10. “That Evening Sun” (Scott Teems)
Curmudgeon movies tend to bore me, but I defy anyone to call “That Evening Sun” boring. It’s like if the Coen Brothers did their own “Grumpy Old Men” movie except they made it about one grumpy old man played by the incomparable Hal Holbrook. His character, Abner Meecham, plays an old man whose son places him in a retirement home. Upset with the arrangement, Abner up and leaves one day only to find his house has been sold to a younger father from a family — the Choats — he despises, so he sets up in the guest house a few yards away and refuses to leave. He then ignites a deadly serious battle of wits between he and the man (named Alonzo Choat played by a very grungy Ray McKinnon).
“That Evening Sun” was also adapted and directed by Scott Teems, an Atlanta boy. Lilburn more specifically. The movie premiered to rave reviews at SXSW, but it had its homecoming at the Atlanta Film Festival. It’s a movie with a wide tonal range… dramatic and funny… tragic and sad. It goes to a lot of different places, but it’s a rock-solid movie, gorgeously shot and acted. “That Evening Sun” hasn’t secured distribution yet, but the filmmakers have said on the movie’s Facebook page that that announcement is coming soon. If you want to see one of Holbrook’s finest performances, don’t miss “That Evening Sun.” It’s also probably the best movie I’ve seen directed by someone from this area too.

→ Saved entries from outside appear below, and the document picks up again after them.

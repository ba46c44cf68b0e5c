use malaria_calib::{SimConfig, params};
use serde::Deserialize;

#[derive(Debug, Clone, Deserialize)]
pub struct Parameters {
    /// Built-in site name; ignored when a `site` file is supplied.
    #[serde(default)]
    pub site: Option<String>,
    /// Parameter set the site setup starts from.
    #[serde(default)]
    pub base_params: BaseParams,
}

#[derive(Debug, Clone, Copy, Default, Deserialize)]
#[serde(rename_all = "snake_case")]
pub enum BaseParams {
    #[default]
    Disease,
    Drug,
    InnateOnly,
}

impl BaseParams {
    /// A fresh simulator config holding this parameter set.
    pub fn config(self) -> SimConfig {
        let params = match self {
            BaseParams::Disease => params::disease_params(),
            BaseParams::Drug => params::drug_params(),
            BaseParams::InnateOnly => params::innate_only(),
        };
        SimConfig::from_params(params)
    }
}
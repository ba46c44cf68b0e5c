use malaria_calib::{Result, SimConfig, set_transition_matrix};
use serde::Serialize;
use serde_json::{Map, Value, json};

use crate::parameters::Parameters;

#[derive(Debug, Serialize)]
pub struct SweepEntry {
    pub tags: Map<String, Value>,
    pub config: SimConfig,
}

/// Challenge-bite configuration shared by every simulation in the sweep.
pub fn base_config(parameters: &Parameters) -> SimConfig {
    let mut config = SimConfig::new();
    config.set_param("Vector_Species_Names", json!([]));
    config.set_param("Simulation_Duration", parameters.simulation_duration);
    config.set_param(
        "Demographics_Filenames",
        json!(["Malariatherapy_demographics.json"]),
    );
    config.add_report(
        "Patient_Report",
        json!({ "class": "MalariaPatientReport" }),
    );
    config
}

/// One simulation per scale factor, each with its own forced transition
/// matrix.
pub fn immune_forcing_sweep(parameters: &Parameters) -> Result<Vec<SweepEntry>> {
    let base = base_config(parameters);
    parameters
        .scale_factors
        .iter()
        .map(|&scale_factor| {
            let mut config = base.clone();
            let tags = set_transition_matrix(
                &mut config,
                &parameters.transition_matrix,
                scale_factor,
                parameters.immune_stim_threshold,
            )?;
            log::debug!("scale factor {scale_factor}: configured");
            Ok(SweepEntry { tags, config })
        })
        .collect()
}

#[cfg(test)]
mod test {
    use super::*;
    use malaria_calib::transition::TRANSITION_MATRIX_PARAM;

    fn parameters() -> Parameters {
        serde_json::from_value(json!({
            "transition_matrix": [[0.5, 0.5], [0.2, 0.8]]
        }))
        .unwrap()
    }

    #[test]
    fn test_defaults() {
        let parameters = parameters();
        assert_eq!(parameters.scale_factors, vec![2.0, 5.0, 10.0, 100.0]);
        assert_eq!(parameters.immune_stim_threshold, 1);
        assert_eq!(parameters.simulation_duration, 365);
    }

    #[test]
    fn test_one_entry_per_scale_factor() {
        let sweep = immune_forcing_sweep(&parameters()).unwrap();
        assert_eq!(sweep.len(), 4);
        for (entry, scale) in sweep.iter().zip([2.0, 5.0, 10.0, 100.0]) {
            assert_eq!(entry.tags["scale_factor"], json!(scale));
            let tm = entry.config.param(TRANSITION_MATRIX_PARAM).unwrap();
            // row 0 is below the threshold
            assert_eq!(tm[0], json!([0.5, 0.5]));
            let row: Vec<f64> = tm[1]
                .as_array()
                .unwrap()
                .iter()
                .map(|v| v.as_f64().unwrap())
                .collect();
            assert!(row.iter().all(|p| *p >= 0.0));
            // divisors are all at least 1 from scale 5 up
            if scale >= 5.0 {
                assert!((row.iter().sum::<f64>() - 1.0).abs() < 1e-12);
            }
            assert_eq!(entry.config.param("Simulation_Duration"), Some(&json!(365)));
        }
    }
}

No Hurt Locker or Paul Blart: Mall Cop?
No. Not “Hurt Locker” or “Paul Blart.”
“Paul Blart: Mall Cop” should be on there. It’s a real affront to ignore the wisdom of so many American moviegoers and leave it off the top-ten list.
Why don’t I believe the previous commenter is a random person I don’t know?
Barry Schwartz…
That evening sun number 10? i saw it at SXSW and it was amazing. Holbrook puts on one of his best performances since into the wild. great movie!!
WAYYYY better than observe and report.. that movie was crap!
A lot of people are dismissing “Observe and Report” as crap. I think that’s misguided.
You’re right about one thing, though: Hal Holbrook’s performance was fantastic, and he deserves an Oscar nomination for it. At the same time, I think “That Evening Sun” is a movie that will largely be forgotten. It may give Holbrook the seal of prestige he earned long ago, but the movie, although very good, is the sort of movie I think will disappear over time. Not unlike “The Reader” last year. Two decades from now, no one will be clamoring to see “That Evening Sun.”
“Observe and Report,” I think, will become more respected over time, particularly if Jody Hill keeps making comedies that push boundaries. Hill is a very, very good comedic filmmaker, and I think “Observe and Report” will see its reputation revised over time.
You are right when you say that this is one of Holbrooks best performances, but saying this movie will be forgotten? why do you think that? comparing it to award winners like the reader is a great way of looking at it but i doubt this movie will be forgotten. its too emotionally powerful.
as with observe and report, Seth rogen is a one trick pony, as with anna ferris, for example look at Mia Wasaowsaki in That evening sun, she is an aussie playing a country girl, SHE EVEN PLAYS ALICE!
Seth and Anna play the same characters in everything and are not funny anymore. that’s just how it goes. as for HIll, if she just cast better than the movie would have been better
I disagree. Saying Seth Rogen and Anna Ferris play the same character in every movie is really reductive. The question is not whether they play the same character. The question is whether the character they play works with the movie. And Rogen’s character in “Observe and Report” is vastly different than those he plays in “Knocked Up” or “Funny People.”
The girl in “That Evening Sun” was very good, but emotional power alone doesn’t give a movie staying power. It’s hard to say what does. “The Reader” had emotional power to spare, but I would bet that movie loses relevance over time — not unlike “That Evening Sun.”
To reiterate: “That Evening Sun” is a very good movie. I just don’t think it’s exceptional.